Les Arabes ont surtout commis des erreurs et des FAUTES impardonnables envers leurs “frères” palestiniens, car c'est bel et bien la Ligue arabe qui a INTERDIT la création de l'Etat arabe de Palestine aux côtés de l'Etat juif de Palestine, c'est bien la Jordanie qui a occupé militairement et annexé la Judée-Samarie (rebaptisée par elle pour la cisrconstance “Cisjordanie”), l'Egypte Gaza, ceci pendant VINGT ANS. Et la première chose qu'ils ont fait en y débarquant ce fut quoi ? Et bien, d'en chasser TOUS les Juifs et de transformer leurs lieux de culte en LATRINES…
“Et les bombardements allies de l'allemagne, et les massacres de civils qu'ils entrainerent ? ”
Ben voyons, il aurait fallu faire la guerre aux nazis en leur envoyant des fleurs, sans doute… “Messieurs les Nazis, tirez les premiers…” J'ai bien l'impression que ça ne vous aurait pas gêné qu'on la perde, cette guerre.

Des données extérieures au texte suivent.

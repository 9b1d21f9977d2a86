//! Scalar (non-SIMD) distance functions.
//!
//! Used when the `scalar` feature is enabled.

/// Calculate the squared Euclidean (L2) distance between two vectors.
///
/// # Panics
///
/// Debug-panics if vectors have different lengths.
#[inline]
#[must_use]
pub fn euclidean_distance_squared(a: &[f32], b: &[f32]) -> f32 {
    debug_assert_eq!(a.len(), b.len(), "vectors must have same dimension");
    a.iter().zip(b.iter()).map(|(x, y)| (x - y) * (x - y)).sum()
}

#[cfg(test)]
mod tests {
    use super::*;

    #[test]
    fn test_squared_distance() {
        let a = [1.0, 2.0, 3.0];
        let b = [4.0, 6.0, 3.0];
        assert!((euclidean_distance_squared(&a, &b) - 25.0).abs() < 1e-6);
    }
}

“On pourrait en discuter aussi, puisqu'apparement tout le monde et n'importe qui est convoque au tribunal de l'histoire par Beatrice. A ce compte la, on n'a pas fini…”
Vous avez un gros problème de VALEURS, mon cher. Au tribunal de l'histoire, personne ne ressortirait blanc comme neige, c'est sûr. TOUS les pays ont commis des horreurs au cours de leur histoire. Mais il y a des DEGRES, voyez-vous. Et les nazis se disputent la première place dans l'HORREUR avec les communistes (même post-staliniens). Sans compter qu'ils ont RUINE tous les pays qui ont eu le malheur de tomber dans leurs griffes. Vous mettez sur le même plan un petit voleur d'auto-radio avec le chef du “gang des barbares”.